Segment Open
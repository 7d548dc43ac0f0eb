//! Dataset wrappers over data sources

use crate::core::{DataSource, Dataset, FeatureMap, LabelInfo, ReproError, Result, Sample};
use crate::provenance::{ObjectKind, ObjectProvenance, SOURCE_PROVENANCE};
use std::sync::Arc;

/// Provenance key holding a [`MinimumCardinalityDataset`]'s threshold
pub const MIN_CARDINALITY: &str = "min-cardinality";
use std::collections::BTreeMap;

/// A dataset holding every sample of its data source
#[derive(Debug, Clone)]
pub struct MutableDataset {
    samples: Vec<Sample>,
    feature_map: FeatureMap,
    label_info: LabelInfo,
    source_provenance: ObjectProvenance,
}

impl MutableDataset {
    pub const CLASS_NAME: &'static str = "MutableDataset";

    /// Materialize a data source
    pub fn from_source(source: &dyn DataSource) -> Result<Self> {
        if source.is_empty() {
            return Err(ReproError::EmptyDataset);
        }
        let samples = source.samples().to_vec();
        Ok(Self {
            feature_map: FeatureMap::observe(source.feature_names(), &samples),
            label_info: LabelInfo::observe(&samples),
            samples,
            source_provenance: source.provenance(),
        })
    }
}

impl Dataset for MutableDataset {
    fn samples(&self) -> &[Sample] {
        &self.samples
    }

    fn feature_map(&self) -> &FeatureMap {
        &self.feature_map
    }

    fn label_info(&self) -> &LabelInfo {
        &self.label_info
    }

    fn provenance(&self) -> ObjectProvenance {
        ObjectProvenance::non_configurable(ObjectKind::Dataset, Self::CLASS_NAME)
            .with_instance(SOURCE_PROVENANCE, self.source_provenance.clone())
            .with_instance("num-examples", self.samples.len() as i64)
            .with_instance("num-features", self.feature_map.size() as i64)
    }
}

/// A view of another dataset without the features seen fewer than `min_cardinality` times
///
/// Remaining features are renumbered densely; samples left without any feature are dropped.
/// The wrapped dataset's provenance becomes this dataset's `source-provenance`.
#[derive(Debug, Clone)]
pub struct MinimumCardinalityDataset {
    samples: Vec<Sample>,
    feature_map: FeatureMap,
    label_info: LabelInfo,
    min_cardinality: usize,
    removed_features: usize,
    source_provenance: ObjectProvenance,
}

impl MinimumCardinalityDataset {
    pub const CLASS_NAME: &'static str = "MinimumCardinalityDataset";

    pub fn new(inner: &dyn Dataset, min_cardinality: usize) -> Result<Self> {
        // old id -> new id for the surviving features
        let kept: BTreeMap<usize, usize> = inner
            .feature_map()
            .iter()
            .filter(|info| info.count >= min_cardinality)
            .enumerate()
            .map(|(new_id, info)| (info.id, new_id))
            .collect();
        let names: Vec<String> = inner
            .feature_map()
            .iter()
            .filter(|info| kept.contains_key(&info.id))
            .map(|info| info.name.clone())
            .collect();

        let samples: Vec<Sample> = inner
            .samples()
            .iter()
            .map(|sample| {
                let features = sample.features.retain_remapped(
                    |idx| kept.contains_key(&idx),
                    |idx| kept.get(&idx).copied().unwrap_or(idx),
                );
                Sample::new(features, sample.label)
            })
            .filter(|sample| !sample.features.is_empty())
            .collect();
        if samples.is_empty() {
            return Err(ReproError::InvalidDataset(format!(
                "No samples keep a feature seen at least {min_cardinality} times"
            )));
        }

        Ok(Self {
            feature_map: FeatureMap::observe(&names, &samples),
            label_info: LabelInfo::observe(&samples),
            removed_features: inner.feature_map().size() - kept.len(),
            samples,
            min_cardinality,
            source_provenance: inner.provenance(),
        })
    }

    /// Apply the threshold recorded in `recorded` to a rebuilt inner dataset
    pub fn replay(
        inner: Arc<dyn Dataset>,
        recorded: &ObjectProvenance,
    ) -> Result<Arc<dyn Dataset>> {
        let min_cardinality = recorded
            .get_long(MIN_CARDINALITY)
            .filter(|&n| n >= 0)
            .ok_or_else(|| {
                ReproError::DatasetRecovery(format!(
                    "{} has no usable {MIN_CARDINALITY}",
                    recorded.class_name()
                ))
            })?;
        let dataset = Self::new(inner.as_ref(), min_cardinality as usize)?;
        Ok(Arc::new(dataset))
    }

    /// Number of features dropped from the wrapped dataset
    pub fn removed_features(&self) -> usize {
        self.removed_features
    }
}

impl Dataset for MinimumCardinalityDataset {
    fn samples(&self) -> &[Sample] {
        &self.samples
    }

    fn feature_map(&self) -> &FeatureMap {
        &self.feature_map
    }

    fn label_info(&self) -> &LabelInfo {
        &self.label_info
    }

    fn provenance(&self) -> ObjectProvenance {
        ObjectProvenance::non_configurable(ObjectKind::Dataset, Self::CLASS_NAME)
            .with_instance(SOURCE_PROVENANCE, self.source_provenance.clone())
            .with_instance(MIN_CARDINALITY, self.min_cardinality as i64)
            .with_instance("num-examples", self.samples.len() as i64)
            .with_instance("num-features", self.feature_map.size() as i64)
    }
}

#[cfg(test)]
mod tests {
    use super::*;
    use crate::core::SparseVector;
    use crate::data::InMemorySource;

    fn source() -> InMemorySource {
        let names = vec!["common".to_string(), "rare".to_string(), "mid".to_string()];
        let samples = vec![
            Sample::new(SparseVector::new(vec![0, 1], vec![1.0, 9.0]), 1.0),
            Sample::new(SparseVector::new(vec![0, 2], vec![2.0, 3.0]), -1.0),
            Sample::new(SparseVector::new(vec![0, 2], vec![3.0, 4.0]), 1.0),
            Sample::new(SparseVector::new(vec![1], vec![5.0]), -1.0),
        ];
        InMemorySource::new(names, samples)
    }

    #[test]
    fn test_mutable_dataset_domains() {
        let dataset = MutableDataset::from_source(&source()).unwrap();

        assert_eq!(dataset.len(), 4);
        assert_eq!(dataset.dim(), 3);
        assert_eq!(dataset.feature_map().get(0).unwrap().count, 3);
        assert_eq!(dataset.label_info().count("-1"), 2);

        let provenance = dataset.provenance();
        assert_eq!(provenance.class_name(), "MutableDataset");
        assert_eq!(
            provenance.get_object(SOURCE_PROVENANCE).map(|s| s.class_name()),
            Some("InMemorySource")
        );
    }

    #[test]
    fn test_empty_source_is_rejected() {
        let empty = InMemorySource::new(vec!["x".to_string()], Vec::new());
        assert!(matches!(
            MutableDataset::from_source(&empty),
            Err(ReproError::EmptyDataset)
        ));
    }

    #[test]
    fn test_minimum_cardinality_drops_rare_features() {
        let inner = MutableDataset::from_source(&source()).unwrap();
        let dataset = MinimumCardinalityDataset::new(&inner, 3).unwrap();

        // Only "common" survives; the sample holding only "rare" is dropped
        assert_eq!(dataset.dim(), 1);
        assert_eq!(dataset.removed_features(), 2);
        assert_eq!(dataset.len(), 3);
        assert_eq!(dataset.feature_map().get(0).unwrap().name, "common");
    }

    #[test]
    fn test_minimum_cardinality_renumbers_features() {
        let inner = MutableDataset::from_source(&source()).unwrap();
        let dataset = MinimumCardinalityDataset::new(&inner, 2).unwrap();

        // "rare" (2 occurrences) and "mid" survive with dense ids
        assert_eq!(dataset.dim(), 3);
        let dataset = MinimumCardinalityDataset::new(&inner, 3).unwrap();
        assert_eq!(dataset.samples()[1].features.indices, vec![0]);
    }

    #[test]
    fn test_replay_applies_recorded_threshold() {
        let inner = MutableDataset::from_source(&source()).unwrap();
        let original = MinimumCardinalityDataset::new(&inner, 3).unwrap();

        let rebuilt: Arc<dyn Dataset> = Arc::new(inner.clone());
        let replayed = MinimumCardinalityDataset::replay(rebuilt, &original.provenance()).unwrap();
        assert_eq!(replayed.feature_map(), original.feature_map());
        assert_eq!(replayed.len(), original.len());

        let missing =
            ObjectProvenance::non_configurable(ObjectKind::Dataset, "MinimumCardinalityDataset");
        let rebuilt: Arc<dyn Dataset> = Arc::new(inner);
        assert!(matches!(
            MinimumCardinalityDataset::replay(rebuilt, &missing),
            Err(ReproError::DatasetRecovery(_))
        ));
    }

    #[test]
    fn test_minimum_cardinality_is_double_wrapped() {
        let inner = MutableDataset::from_source(&source()).unwrap();
        let provenance = MinimumCardinalityDataset::new(&inner, 2).unwrap().provenance();

        let (leaf, wrapper) = provenance.innermost_source().unwrap();
        assert_eq!(leaf.class_name(), "InMemorySource");
        assert_eq!(wrapper.class_name(), "MutableDataset");
    }
}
Segment Closed
TASK OBJECTIVE:
Using the data above, tally each line in which "filter" appears and give the number with no other words.

RESULT BELOW:
4